● What to work on:
Up to and including the line containing "match (self, occurrence)", retype each line of the listing below exactly, beginning with the first.

● Dataset extract:
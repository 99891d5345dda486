use crate::common::constants::{DEFAULT_EDGE_HGAP, DEFAULT_P0C_EV, ELECTRON_MASS_EV};
use crate::domain::SadError;
use serde::{Deserialize, Serialize};
use std::fs;
use std::path::{Path, PathBuf};

/// How the SAD `k1` attribute of a quadrupole is read.
#[derive(Debug, Clone, Copy, PartialEq, Eq, Default, Serialize, Deserialize)]
#[serde(rename_all = "kebab-case")]
pub enum QuadStrength {
    /// `k1` is integrated over the length; the element gets `k1 / l`.
    #[default]
    Integrated,
    /// `k1` is already per unit length.
    Normalized,
}

/// Naming of repeated sequence occurrences.
#[derive(Debug, Clone, Copy, PartialEq, Eq, Default, Serialize, Deserialize)]
#[serde(rename_all = "kebab-case")]
pub enum OccurrenceSuffix {
    /// `qf.1`, `qf.2`, ...
    #[default]
    AllNumbered,
    /// `qf`, `qf.1`, `qf.2`, ...
    FirstBare,
}

impl OccurrenceSuffix {
    /// Output name of the `occurrence`-th (1-based) use of `name`.
    pub fn name_for(self, name: &str, occurrence: usize) -> String {
        match (self, occurrence) {
            (Self::AllNumbered, n) => format!("{}.{}", name, n),
            (Self::FirstBare, 1) => name.to_string(),
            (Self::FirstBare, n) => format!("{}.{}", name, n - 1),
        }
    }
}

/// Treatment of quadrupoles with `rotate = ±45`.
#[derive(Debug, Clone, Copy, PartialEq, Eq, Default, Serialize, Deserialize)]
#[serde(rename_all = "kebab-case")]
pub enum SkewQuadrupole {
    /// Wrap the quadrupole in a pair of s-rotations.
    #[default]
    Rotate,
    /// Replace it with a drift of the same length.
    Drift,
    /// Fail the build.
    Reject,
}

/// Choices the SAD source leaves open when building a line. Every field has a
/// default, so `{}` is a valid conventions file.
#[derive(Debug, Clone, Copy, PartialEq, Serialize, Deserialize)]
#[serde(rename_all = "camelCase", default)]
pub struct BuildConventions {
    pub quad_strength: QuadStrength,
    pub occurrence_suffix: OccurrenceSuffix,
    pub skew_quadrupole: SkewQuadrupole,
    pub negate_bend_on_reversal: bool,
    pub edge_hgap: f64,
    pub p0c: f64,
    pub mass0: f64,
}

impl Default for BuildConventions {
    fn default() -> Self {
        Self {
            quad_strength: QuadStrength::default(),
            occurrence_suffix: OccurrenceSuffix::default(),
            skew_quadrupole: SkewQuadrupole::default(),
            negate_bend_on_reversal: false,
            edge_hgap: DEFAULT_EDGE_HGAP,
            p0c: DEFAULT_P0C_EV,
            mass0: ELECTRON_MASS_EV,
        }
    }
}

impl BuildConventions {
    pub fn validate(&self) -> Result<(), BuildConventionsError> {
        if !self.edge_hgap.is_finite() || self.edge_hgap < 0.0 {
            return Err(BuildConventionsError::Invalid {
                field: "edgeHgap",
                value: self.edge_hgap,
            });
        }
        if !self.p0c.is_finite() || self.p0c <= 0.0 {
            return Err(BuildConventionsError::Invalid {
                field: "p0c",
                value: self.p0c,
            });
        }
        if !self.mass0.is_finite() || self.mass0 <= 0.0 {
            return Err(BuildConventionsError::Invalid {
                field: "mass0",
                value: self.mass0,
            });
        }
        Ok(())
    }
}

#[derive(Debug, thiserror::Error)]
pub enum BuildConventionsError {
    #[error("failed to read build conventions '{}': {source}", path.display())]
    Read {
        path: PathBuf,
        source: std::io::Error,
    },
    #[error("failed to parse build conventions '{}': {source}", path.display())]
    Parse {
        path: PathBuf,
        source: serde_json::Error,
    },
    #[error("build convention '{field}' has invalid value {value}")]
    Invalid { field: &'static str, value: f64 },
}

impl From<BuildConventionsError> for SadError {
    fn from(error: BuildConventionsError) -> Self {
        let message = error.to_string();
        match error {
            BuildConventionsError::Read { .. } => {
                SadError::io_system("IO.BUILD_CONVENTIONS_READ", message)
            }
            BuildConventionsError::Parse { .. } | BuildConventionsError::Invalid { .. } => {
                SadError::input_validation("INPUT.BUILD_CONVENTIONS", message)
            }
        }
    }
}

pub fn load_build_conventions(
    conventions_path: impl AsRef<Path>,
) -> Result<BuildConventions, BuildConventionsError> {
    let conventions_path = conventions_path.as_ref();
    let source =
        fs::read_to_string(conventions_path).map_err(|source| BuildConventionsError::Read {
            path: conventions_path.to_path_buf(),
            source,
        })?;
    let conventions: BuildConventions =
        serde_json::from_str(&source).map_err(|source| BuildConventionsError::Parse {
            path: conventions_path.to_path_buf(),
            source,
        })?;
    conventions.validate()?;
    Ok(conventions)
}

● Solution for this problem:
repository 99891d5345dda486
use crate::common::constants::{DEFAULT_EDGE_HGAP, DEFAULT_P0C_EV, ELECTRON_MASS_EV};
use crate::domain::SadError;
use serde::{Deserialize, Serialize};
use std::fs;
use std::path::{Path, PathBuf};

/// How the SAD `k1` attribute of a quadrupole is read.
#[derive(Debug, Clone, Copy, PartialEq, Eq, Default, Serialize, Deserialize)]
#[serde(rename_all = "kebab-case")]
pub enum QuadStrength {
    /// `k1` is integrated over the length; the element gets `k1 / l`.
    #[default]
    Integrated,
    /// `k1` is already per unit length.
    Normalized,
}

/// Naming of repeated sequence occurrences.
#[derive(Debug, Clone, Copy, PartialEq, Eq, Default, Serialize, Deserialize)]
#[serde(rename_all = "kebab-case")]
pub enum OccurrenceSuffix {
    /// `qf.1`, `qf.2`, ...
    #[default]
    AllNumbered,
    /// `qf`, `qf.1`, `qf.2`, ...
    FirstBare,
}

impl OccurrenceSuffix {
    /// Output name of the `occurrence`-th (1-based) use of `name`.
    pub fn name_for(self, name: &str, occurrence: usize) -> String {
        match (self, occurrence) {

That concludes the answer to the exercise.